### What is needed:
Sort through the data and copy the lines holding the word "summary".

[Stored items]
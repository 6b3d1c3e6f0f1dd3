use crate::commands::build_tools;
use crate::config::Settings;
use crate::models::ToolSource;
use crate::server;

pub async fn run() {
    server::init_tracing();

    let settings = Settings::from_env();
    println!("🔍 Collecting tools (MCP: {})...\n", settings.mcp.server_url);

    let tools = match build_tools(&settings).await {
        Ok(tools) => tools,
        Err(e) => {
            eprintln!("❌ Failed to collect tools: {}", e);
            std::process::exit(1);
        }
    };

    for source in [ToolSource::Mcp, ToolSource::Fallback, ToolSource::Backend, ToolSource::Custom] {
        let specs = tools.by_source(&[source]);
        if specs.is_empty() {
            continue;
        }
        println!("📦 {} ({})", source.as_str(), specs.len());
        for spec in specs {
            let summary = spec.description.lines().next().unwrap_or_default();
            println!("   • {:<32} {}", spec.name, summary);
        }
        println!();
    }

    println!("✅ {} tools total", tools.len());
    if tools.mcp_tool_count() == 0 {
        println!("⚠️  No MCP tools loaded, market data answers will use placeholders");
    }
}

### Exercise output:
            let summary = spec.description.lines().next().unwrap_or_default();
            println!("   • {:<32} {}", spec.name, summary);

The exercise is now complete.